Er schaffte bereits auch Klarheit zu seinen Zukunftsplänen: „Ich werde an verschiedenen ausländischen Forschungs- und Bildungseinrichtungen forschen, lehren und lernen.“ Zum einen handle es sich um das Dänische Institut für Internationale Studien in Kopenhagen. Daneben auch um Berkeley. „Aber es wird auch noch andere geben, mit denen ich zusammenarbeiten werde“, sagte er.
Habeck verlässt den Bundestag: „Da kann man nicht einfach so weitermachen“
Habeck, der Wirtschaftsminister der Ampel-Koalition und Vizekanzler von Ex-Bundeskanzler Olaf Scholz (SPD), begründet seinen Rückzug mit drei Argumenten: Nach 20 Jahren in Führungspositionen will er die „Binnensicht“ durchbrechen und auf die deutsche Politik „von außen schauen“, um durch einen „Perspektivwechsel“ neue Erkenntnisse zu gewinnen, sagte er der taz.
Er wolle kein „höhnisch-zynischer Kommentator sein“. Außerdem wolle er auch nicht „wie ein Gespenst über die Flure laufen und sagen: Früher war ich mal Vizekanzler, erinnert ihr euch?“ Zudem sieht er nicht nur die Ampel-Koalition als abgewählt an, sondern auch seine politische Strategie, „die Grünen in die gesellschaftliche Mitte zu führen“ und angesichts schrumpfender Volksparteien „das Zentrum zu stabilisieren“. Seine Folgerung: „Da kann man nicht einfach so weitermachen, als wäre nichts geschehen.“
Habeck verlässt den Bundestag – nicht aber die Grünen oder den „politischen Diskurs“
Zwar verlässt Habeck den Bundestag.

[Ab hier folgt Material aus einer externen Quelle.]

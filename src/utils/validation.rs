use crate::domain::model::{Parameter, Reading};
use crate::utils::error::{Result, SortError};

/// Checks type, then finiteness, then positivity, returning the usable value.
pub fn validate_measurement(param: Parameter, reading: &Reading) -> Result<f64> {
    let value = reading.as_number().ok_or_else(|| SortError::InvalidType {
        param,
        received_type: reading.type_name(),
        received_value: reading.to_string(),
    })?;

    validate_positive_finite(param, value)
}

pub fn validate_positive_finite(param: Parameter, value: f64) -> Result<f64> {
    if !value.is_finite() {
        return Err(SortError::NonFinite { param, value });
    }

    if value <= 0.0 {
        return Err(SortError::NonPositive { param, value });
    }

    tracing::trace!("{} = {} accepted", param, value);
    Ok(value)
}
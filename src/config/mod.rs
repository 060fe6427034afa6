use crate::domain::model::Reading;
use clap::Parser;

#[derive(Debug, Clone, Parser)]
#[command(name = "package-sorter")]
#[command(about = "Sorts a package into the STANDARD, SPECIAL or REJECTED stack")]
pub struct CliConfig {
    /// Width in centimeters
    #[arg(allow_negative_numbers = true)]
    pub width: Option<String>,

    /// Height in centimeters
    #[arg(allow_negative_numbers = true)]
    pub height: Option<String>,

    /// Length in centimeters
    #[arg(allow_negative_numbers = true)]
    pub length: Option<String>,

    /// Mass in kilograms
    #[arg(allow_negative_numbers = true)]
    pub mass: Option<String>,

    #[arg(long, help = "Print the full classification as JSON")]
    pub json: bool,

    #[arg(short, long, help = "Enable verbose output")]
    pub verbose: bool,
}

impl CliConfig {
    /// One reading per parameter; an omitted argument is `Reading::Missing`.
    pub fn readings(&self) -> Vec<Reading> {
        [&self.width, &self.height, &self.length, &self.mass]
            .into_iter()
            .map(|arg| arg.as_deref().map_or(Reading::Missing, Reading::parse))
            .collect()
    }
}

#[cfg(test)]
mod tests {
    use super::*;

    #[test]
    fn test_readings_from_args() {
        let config = CliConfig::parse_from(["package-sorter", "10", "abc", "-5"]);
        let readings = config.readings();
        assert_eq!(readings.len(), 4);
        assert_eq!(readings[0], Reading::Number(10.0));
        assert_eq!(readings[1], Reading::Text("abc".to_string()));
        assert_eq!(readings[2], Reading::Number(-5.0));
        assert_eq!(readings[3], Reading::Missing);
        assert!(!config.json);
    }
}
use crate::domain::model::Parameter;
use thiserror::Error;

#[derive(Error, Debug, Clone)]
pub enum SortError {
    #[error("Invalid {param}: expected a number but received {received_type} ({received_value})")]
    InvalidType {
        param: Parameter,
        received_type: &'static str,
        received_value: String,
    },

    #[error("Invalid {param}: expected a finite number but received {value}")]
    NonFinite { param: Parameter, value: f64 },

    #[error("Invalid {param}: expected a positive number but received {value}")]
    NonPositive { param: Parameter, value: f64 },
}

/// Coarse split between "wrong kind of data" and "right kind, bad value".
#[derive(Debug, Clone, Copy, PartialEq, Eq)]
pub enum ErrorCategory {
    InvalidType,
    InvalidRange,
}

impl SortError {
    pub fn param(&self) -> Parameter {
        match self {
            SortError::InvalidType { param, .. }
            | SortError::NonFinite { param, .. }
            | SortError::NonPositive { param, .. } => *param,
        }
    }

    pub fn category(&self) -> ErrorCategory {
        match self {
            SortError::InvalidType { .. } => ErrorCategory::InvalidType,
            SortError::NonFinite { .. } | SortError::NonPositive { .. } => {
                ErrorCategory::InvalidRange
            }
        }
    }

    pub fn is_range_error(&self) -> bool {
        self.category() == ErrorCategory::InvalidRange
    }
}

pub type Result<T> = std::result::Result<T, SortError>;
pub mod classifier;

pub use crate::domain::model::{Classification, Package, Reading, Stack};
pub use crate::utils::error::Result;
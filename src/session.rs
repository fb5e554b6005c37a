//! The per-session record owned by the registry.
//!
//! A `Session` exists iff a hook has been received for it or its log file
//! has been parsed. All mutation happens under the registry's per-session
//! mutex; nothing outside the registry ever holds a `Session` reference.

use std::collections::HashMap;

use chrono::{DateTime, Utc};
use serde::Serialize;
use serde_json::Value;
use tokio::task::JoinHandle;

use crate::gitinfo::GitInfo;
use crate::machine::MachineState;

/// A still-running tool, keyed by tool-use id in [`Session::active_tools`].
#[derive(Debug, Clone, PartialEq, Eq, Serialize)]
#[serde(rename_all = "camelCase")]
pub struct ActiveTool {
    /// Tool name (e.g. "Bash", "Read", "Task").
    pub tool_name: String,
    /// Raw tool input, as supplied by the hook.
    #[serde(skip_serializing_if = "Option::is_none")]
    pub tool_input: Option<Value>,
    /// When the tool started.
    pub started_at: DateTime<Utc>,
}

/// A still-running sub-agent task, keyed by tool-use id in
/// [`Session::active_tasks`].
#[derive(Debug, Clone, PartialEq, Eq, Serialize)]
#[serde(rename_all = "camelCase")]
pub struct ActiveTask {
    /// Sub-agent type, from the Task tool input.
    pub agent_type: String,
    /// Human-readable task description.
    pub description: String,
    /// When the task started.
    pub started_at: DateTime<Utc>,
}

/// Todo-list progress extracted from the transcript.
#[derive(Debug, Clone, Copy, PartialEq, Eq, Serialize)]
#[serde(rename_all = "camelCase")]
pub struct TodoProgress {
    /// Total number of todo entries.
    pub total: u32,
    /// Number of completed entries.
    pub completed: u32,
}

/// A permission request that survived its debounce.
#[derive(Debug, Clone, PartialEq, Eq, Serialize)]
#[serde(rename_all = "camelCase")]
pub struct PendingPermission {
    /// The tool awaiting approval.
    pub tool_name: String,
    /// Raw tool input, if the request carried one.
    #[serde(skip_serializing_if = "Option::is_none")]
    pub tool_input: Option<Value>,
    /// When the underlying hook arrived.
    pub requested_at: DateTime<Utc>,
}

/// An armed permission debounce. At most one per session; replaced on a new
/// `PermissionRequest`, aborted when the session leaves the active region,
/// when the matching tool completes, or on `Stop`/`SessionEnd`.
///
/// The timer task carries only the session id and `seq`; `seq` mismatch on
/// fire means the timer was replaced while the callback was already running,
/// and the fire is dropped.
#[derive(Debug)]
pub struct PermissionTimer {
    /// Generation number; a fired callback must match it to take effect.
    pub seq: u64,
    /// The resolved tool-use id, when one could be resolved. Drives the
    /// selective cancel on tool completion.
    pub tool_use_id: Option<String>,
    /// Tool name captured from the request.
    pub tool_name: String,
    /// Tool input captured from the request.
    pub tool_input: Option<Value>,
    /// When the request arrived.
    pub requested_at: DateTime<Utc>,
    /// Handle of the sleeping timer task.
    pub handle: JoinHandle<()>,
}

impl PermissionTimer {
    /// Aborts the timer task. A callback that already started will bail on
    /// the `seq` check.
    pub fn cancel(self) {
        self.handle.abort();
    }
}

/// One session's complete mutable state.
#[derive(Debug)]
pub struct Session {
    pub session_id: String,
    /// Path of the session's transcript, once known.
    pub log_file_path: Option<String>,
    pub cwd: Option<String>,
    pub started_at: DateTime<Utc>,
    /// First user prompt, for the summarizer and the dashboard.
    pub original_prompt: Option<String>,

    pub machine_state: MachineState,
    pub pending_permission: Option<PendingPermission>,
    pub permission_timer: Option<PermissionTimer>,

    pub last_activity_at: Option<DateTime<Utc>>,
    pub message_count: u64,
    pub todo_progress: Option<TodoProgress>,
    /// Byte offset up to which the transcript has been consumed. Monotone.
    pub log_tail_offset: u64,

    pub active_tasks: HashMap<String, ActiveTask>,
    pub active_tools: HashMap<String, ActiveTool>,
    pub compacting_since: Option<DateTime<Utc>>,

    pub git: Option<GitInfo>,

    pub goal: Option<String>,
    pub summary: Option<String>,
    /// At most one summarizer call in flight per session.
    pub summarize_in_flight: bool,
}

impl Session {
    /// Creates a session from its first hook.
    #[must_use]
    pub fn from_hook(
        session_id: String,
        transcript_path: Option<String>,
        cwd: Option<String>,
        prompt: Option<String>,
        now: DateTime<Utc>,
    ) -> Self {
        Self {
            session_id,
            log_file_path: transcript_path,
            cwd,
            started_at: now,
            original_prompt: prompt,
            machine_state: MachineState::Working,
            pending_permission: None,
            permission_timer: None,
            last_activity_at: Some(now),
            message_count: 0,
            todo_progress: None,
            log_tail_offset: 0,
            active_tasks: HashMap::new(),
            active_tools: HashMap::new(),
            compacting_since: None,
            git: None,
            goal: None,
            summary: None,
            summarize_in_flight: false,
        }
    }

    /// Creates a session bootstrapped from an existing log file that no hook
    /// has ever mentioned. It starts in `waiting` and lets hook signals
    /// correct it.
    #[must_use]
    pub fn from_log_file(session_id: String, log_file_path: String, now: DateTime<Utc>) -> Self {
        let mut session = Self::from_hook(session_id, Some(log_file_path), None, None, now);
        session.machine_state = MachineState::Waiting;
        session.last_activity_at = None;
        session
    }

    /// Whether this session lives in a git worktree. Feeds the transition
    /// function on every event.
    #[must_use]
    pub fn is_worktree(&self) -> bool {
        self.git.as_ref().is_some_and(|g| g.is_worktree)
    }

    /// Finds the youngest active tool with the given name, used to resolve a
    /// `PermissionRequest` that did not carry a tool-use id.
    #[must_use]
    pub fn youngest_active_tool(&self, tool_name: &str) -> Option<String> {
        self.active_tools
            .iter()
            .filter(|(_, tool)| tool.tool_name == tool_name)
            .max_by_key(|(id, tool)| (tool.started_at, (*id).clone()))
            .map(|(id, _)| id.clone())
    }

    /// Cancels the armed permission debounce, if any.
    pub fn cancel_permission_timer(&mut self) {
        if let Some(timer) = self.permission_timer.take() {
            timer.cancel();
        }
    }
}

#[cfg(test)]
mod tests {
    use super::*;
    use chrono::TimeZone;

    fn ts(secs: i64) -> DateTime<Utc> {
        Utc.timestamp_opt(secs, 0).unwrap()
    }

    fn tool(name: &str, started: DateTime<Utc>) -> ActiveTool {
        ActiveTool {
            tool_name: name.to_string(),
            tool_input: None,
            started_at: started,
        }
    }

    #[test]
    fn hook_created_session_starts_working() {
        let s = Session::from_hook("s1".into(), None, Some("/repo".into()), None, ts(100));
        assert_eq!(s.machine_state, MachineState::Working);
        assert_eq!(s.last_activity_at, Some(ts(100)));
        assert_eq!(s.log_tail_offset, 0);
    }

    #[test]
    fn log_bootstrapped_session_starts_waiting() {
        let s = Session::from_log_file("s1".into(), "/tmp/s1.jsonl".into(), ts(100));
        assert_eq!(s.machine_state, MachineState::Waiting);
        assert!(s.last_activity_at.is_none());
        assert_eq!(s.log_file_path.as_deref(), Some("/tmp/s1.jsonl"));
    }

    #[test]
    fn youngest_active_tool_prefers_latest_start() {
        let mut s = Session::from_hook("s1".into(), None, None, None, ts(0));
        s.active_tools.insert("old".into(), tool("Bash", ts(10)));
        s.active_tools.insert("new".into(), tool("Bash", ts(20)));
        s.active_tools.insert("other".into(), tool("Read", ts(30)));
        assert_eq!(s.youngest_active_tool("Bash"), Some("new".to_string()));
        assert_eq!(s.youngest_active_tool("Read"), Some("other".to_string()));
        assert_eq!(s.youngest_active_tool("Edit"), None);
    }

    #[test]
    fn is_worktree_defaults_false() {
        let s = Session::from_hook("s1".into(), None, None, None, ts(0));
        assert!(!s.is_worktree());
    }
}
//! Hook payload parsing and validation.
//!
//! The agent's hook forwarder POSTs one JSON object per lifecycle event.
//! Only `hookEventName` and `sessionId` are required; every other field is
//! optional and unknown extra fields are accepted without error. This module
//! turns the raw payload into the typed [`IncomingHook`] the registry
//! dispatches on.

use serde::Deserialize;
use serde_json::Value;
use thiserror::Error;

/// Errors produced while validating a hook payload. All of them map to a
/// `400` response; none of them touch session state.
#[derive(Error, Debug, Clone, PartialEq, Eq)]
pub enum HookError {
    /// A required field is absent or empty.
    #[error("missing required field: {0}")]
    MissingField(&'static str),

    /// `sessionId` does not match `[A-Za-z0-9_-]+`.
    #[error("invalid sessionId: must match [A-Za-z0-9_-]+")]
    InvalidSessionId,

    /// `hookEventName` is not a recognized hook.
    #[error("unknown hookEventName: {0}")]
    UnknownEventName(String),
}

/// Raw hook POST body. Field names are camelCase on the wire; unrecognized
/// fields are ignored.
#[derive(Debug, Clone, Default, Deserialize)]
#[serde(rename_all = "camelCase")]
pub struct HookPayload {
    pub hook_event_name: Option<String>,
    pub session_id: Option<String>,
    pub transcript_path: Option<String>,
    pub cwd: Option<String>,
    pub tool_name: Option<String>,
    pub tool_use_id: Option<String>,
    pub tool_input: Option<Value>,
    pub permission_mode: Option<String>,
    pub reason: Option<String>,
    pub prompt: Option<String>,
    pub source: Option<String>,
    pub agent_id: Option<String>,
    pub agent_type: Option<String>,
}

/// The recognized hook event names.
#[derive(Debug, Clone, Copy, PartialEq, Eq)]
pub enum HookEventName {
    SessionStart,
    UserPromptSubmit,
    PreToolUse,
    PermissionRequest,
    PostToolUse,
    PostToolUseFailure,
    Stop,
    SessionEnd,
    PreCompact,
    Notification,
    SubagentStart,
    SubagentStop,
    TeammateIdle,
    TaskCompleted,
}

impl HookEventName {
    /// Parses the wire name of a hook event.
    #[must_use]
    pub fn parse(name: &str) -> Option<Self> {
        match name {
            "SessionStart" => Some(Self::SessionStart),
            "UserPromptSubmit" => Some(Self::UserPromptSubmit),
            "PreToolUse" => Some(Self::PreToolUse),
            "PermissionRequest" => Some(Self::PermissionRequest),
            "PostToolUse" => Some(Self::PostToolUse),
            "PostToolUseFailure" => Some(Self::PostToolUseFailure),
            "Stop" => Some(Self::Stop),
            "SessionEnd" => Some(Self::SessionEnd),
            "PreCompact" => Some(Self::PreCompact),
            "Notification" => Some(Self::Notification),
            "SubagentStart" => Some(Self::SubagentStart),
            "SubagentStop" => Some(Self::SubagentStop),
            "TeammateIdle" => Some(Self::TeammateIdle),
            "TaskCompleted" => Some(Self::TaskCompleted),
            _ => None,
        }
    }

    /// Returns the wire name, as recorded in audit `[hook]` lines.
    #[must_use]
    pub fn as_str(&self) -> &'static str {
        match self {
            Self::SessionStart => "SessionStart",
            Self::UserPromptSubmit => "UserPromptSubmit",
            Self::PreToolUse => "PreToolUse",
            Self::PermissionRequest => "PermissionRequest",
            Self::PostToolUse => "PostToolUse",
            Self::PostToolUseFailure => "PostToolUseFailure",
            Self::Stop => "Stop",
            Self::SessionEnd => "SessionEnd",
            Self::PreCompact => "PreCompact",
            Self::Notification => "Notification",
            Self::SubagentStart => "SubagentStart",
            Self::SubagentStop => "SubagentStop",
            Self::TeammateIdle => "TeammateIdle",
            Self::TaskCompleted => "TaskCompleted",
        }
    }
}

/// A validated hook, ready for dispatch.
#[derive(Debug, Clone)]
pub struct IncomingHook {
    /// The session this hook belongs to.
    pub session_id: String,
    /// The hook name, for audit logging.
    pub name: HookEventName,
    /// The typed event.
    pub event: HookEvent,
}

/// Typed hook events. Variants that only feed the audit log collapse into
/// [`HookEvent::LoggingOnly`].
#[derive(Debug, Clone)]
pub enum HookEvent {
    UserPromptSubmit {
        transcript_path: Option<String>,
        cwd: Option<String>,
        prompt: Option<String>,
    },
    PermissionRequest {
        tool_name: String,
        tool_use_id: Option<String>,
        tool_input: Option<Value>,
    },
    PreToolUse {
        tool_name: String,
        tool_use_id: Option<String>,
        tool_input: Option<Value>,
    },
    PostToolUse {
        tool_name: Option<String>,
        tool_use_id: Option<String>,
    },
    PostToolUseFailure {
        tool_name: Option<String>,
        tool_use_id: Option<String>,
    },
    Stop,
    SessionEnd {
        reason: Option<String>,
    },
    PreCompact,
    LoggingOnly,
}

/// Checks the `[A-Za-z0-9_-]+` session-id shape. The same predicate guards
/// the audit log route, so a session id can never name a path outside the
/// log directory.
#[must_use]
pub fn is_valid_session_id(id: &str) -> bool {
    !id.is_empty()
        && id
            .chars()
            .all(|c| c.is_ascii_alphanumeric() || c == '-' || c == '_')
}

impl TryFrom<HookPayload> for IncomingHook {
    type Error = HookError;

    fn try_from(payload: HookPayload) -> Result<Self, HookError> {
        let name_raw = payload
            .hook_event_name
            .as_deref()
            .filter(|s| !s.is_empty())
            .ok_or(HookError::MissingField("hookEventName"))?;
        let name = HookEventName::parse(name_raw)
            .ok_or_else(|| HookError::UnknownEventName(name_raw.to_string()))?;

        let session_id = payload
            .session_id
            .clone()
            .filter(|s| !s.is_empty())
            .ok_or(HookError::MissingField("sessionId"))?;
        if !is_valid_session_id(&session_id) {
            return Err(HookError::InvalidSessionId);
        }

        let event = match name {
            HookEventName::UserPromptSubmit => HookEvent::UserPromptSubmit {
                transcript_path: payload.transcript_path,
                cwd: payload.cwd,
                prompt: payload.prompt,
            },
            HookEventName::PermissionRequest => HookEvent::PermissionRequest {
                tool_name: payload.tool_name.unwrap_or_else(|| "unknown".to_string()),
                tool_use_id: payload.tool_use_id,
                tool_input: payload.tool_input,
            },
            HookEventName::PreToolUse => HookEvent::PreToolUse {
                tool_name: payload.tool_name.unwrap_or_else(|| "unknown".to_string()),
                tool_use_id: payload.tool_use_id,
                tool_input: payload.tool_input,
            },
            HookEventName::PostToolUse => HookEvent::PostToolUse {
                tool_name: payload.tool_name,
                tool_use_id: payload.tool_use_id,
            },
            HookEventName::PostToolUseFailure => HookEvent::PostToolUseFailure {
                tool_name: payload.tool_name,
                tool_use_id: payload.tool_use_id,
            },
            HookEventName::Stop => HookEvent::Stop,
            HookEventName::SessionEnd => HookEvent::SessionEnd {
                reason: payload.reason,
            },
            HookEventName::PreCompact => HookEvent::PreCompact,
            HookEventName::SessionStart
            | HookEventName::Notification
            | HookEventName::SubagentStart
            | HookEventName::SubagentStop
            | HookEventName::TeammateIdle
            | HookEventName::TaskCompleted => HookEvent::LoggingOnly,
        };

        Ok(IncomingHook {
            session_id,
            name,
            event,
        })
    }
}
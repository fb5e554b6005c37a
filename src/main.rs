//! Periscope daemon entry point.
//!
//! Wires the registry, the log tailer, the stale check, and the two HTTP
//! servers together, then runs until SIGINT/SIGTERM. Both servers bind to
//! loopback only.
//!
//! ```bash
//! # Defaults: hooks on 127.0.0.1:4451, snapshot stream on 127.0.0.1:4450
//! periscope
//!
//! # Watch a different transcript tree
//! PERISCOPE_LOG_DIR=/tmp/transcripts periscope
//! ```

use anyhow::{Context, Result};
use tokio::net::TcpListener;
use tokio::signal;
use tracing::{error, info};
use tracing_subscriber::EnvFilter;

use periscope::config::Config;
use periscope::registry::Registry;
use periscope::routes::{create_hook_router, AppState};
use periscope::stream::create_stream_router;
use periscope::tailer::LogTailer;

#[tokio::main]
async fn main() -> Result<()> {
    init_logging();

    let config = Config::from_env().context("Failed to load configuration")?;
    info!(
        hook_port = config.hook_port,
        stream_port = config.stream_port,
        log_dir = %config.log_dir.display(),
        data_dir = %config.data_dir.display(),
        summarizer = config.summarizer_url.is_some(),
        "Periscope starting"
    );

    std::fs::create_dir_all(&config.data_dir).with_context(|| {
        format!(
            "Failed to prepare data directory {}",
            config.data_dir.display()
        )
    })?;

    let registry = Registry::new(config.clone());
    let state = AppState::new(registry.clone());

    // The tailer's startup pass ingests every existing transcript, so hooks
    // arriving afterwards find their sessions already bootstrapped.
    let tailer = LogTailer::start(registry.clone())
        .await
        .context("Failed to start log tailer")?;
    info!(watch_dir = %tailer.watch_dir().display(), "watching transcripts");
    state.mark_ready();

    let stale_check = registry.spawn_stale_check();

    let hook_addr = format!("127.0.0.1:{}", config.hook_port);
    let hook_listener = TcpListener::bind(&hook_addr)
        .await
        .with_context(|| format!("Failed to bind hook listener on {hook_addr}"))?;
    let stream_addr = format!("127.0.0.1:{}", config.stream_port);
    let stream_listener = TcpListener::bind(&stream_addr)
        .await
        .with_context(|| format!("Failed to bind stream listener on {stream_addr}"))?;

    info!(hook = %hook_addr, stream = %stream_addr, "listening");

    let (shutdown_tx, _) = tokio::sync::broadcast::channel::<()>(1);
    {
        let shutdown_tx = shutdown_tx.clone();
        tokio::spawn(async move {
            shutdown_signal().await;
            info!("shutdown signal received");
            let _ = shutdown_tx.send(());
        });
    }

    let hook_server = axum::serve(hook_listener, create_hook_router(state))
        .with_graceful_shutdown(wait_for_shutdown(shutdown_tx.subscribe()));
    let stream_server = axum::serve(stream_listener, create_stream_router(registry.clone()))
        .with_graceful_shutdown(wait_for_shutdown(shutdown_tx.subscribe()));

    let (hook_result, stream_result) = tokio::join!(hook_server, stream_server);
    stale_check.abort();

    if let Err(err) = &hook_result {
        error!(error = %err, "hook server error");
    }
    if let Err(err) = &stream_result {
        error!(error = %err, "stream server error");
    }
    hook_result.context("hook server failed")?;
    stream_result.context("stream server failed")?;

    info!("Periscope stopped");
    Ok(())
}

/// Initializes the logging subsystem. `RUST_LOG` overrides the default.
fn init_logging() {
    let filter = EnvFilter::try_from_default_env()
        .unwrap_or_else(|_| EnvFilter::new("info,tower_http=warn"));
    tracing_subscriber::fmt()
        .with_env_filter(filter)
        .with_target(true)
        .with_level(true)
        .init();
}

async fn wait_for_shutdown(mut rx: tokio::sync::broadcast::Receiver<()>) {
    let _ = rx.recv().await;
}

/// Resolves when SIGINT or SIGTERM arrives.
async fn shutdown_signal() {
    let ctrl_c = async {
        signal::ctrl_c()
            .await
            .expect("failed to install Ctrl+C handler");
    };

    #[cfg(unix)]
    let terminate = async {
        signal::unix::signal(signal::unix::SignalKind::terminate())
            .expect("failed to install SIGTERM handler")
            .recv()
            .await;
    };

    #[cfg(not(unix))]
    let terminate = std::future::pending::<()>();

    tokio::select! {
        _ = ctrl_c => {},
        _ = terminate => {},
    }
}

Dies bedeutet aber offenbar nicht ein Rückzug aus den Grünen. Der ehemalige Minister betonte, sein Bundestagsrückzug sei „kein Rückzug aus dem politischen Diskurs“ oder von seiner Partei. „Wenn ich glaube, Interessantes beitragen zu können, werde ich das sagen.“ Er wies Vorwürfe zurück, beleidigt wegen der Wahlniederlage zu sein oder taktisch zu handeln. Stattdessen hieß es: „Ich gehe jetzt komplett ins Offene und ich merke, wie ich wieder Luft unter die Flügel bekomme.“
„Wohin mich der Weg durchs Offene führt, weiß ich nicht. Aber nach 20 Jahren, wo auf jedes Amt der nächste Wahlkampf folgte und dann wieder das nächste Amt, ist er genau deshalb der richtige Weg“, so der ehemalige Grünen-Chef.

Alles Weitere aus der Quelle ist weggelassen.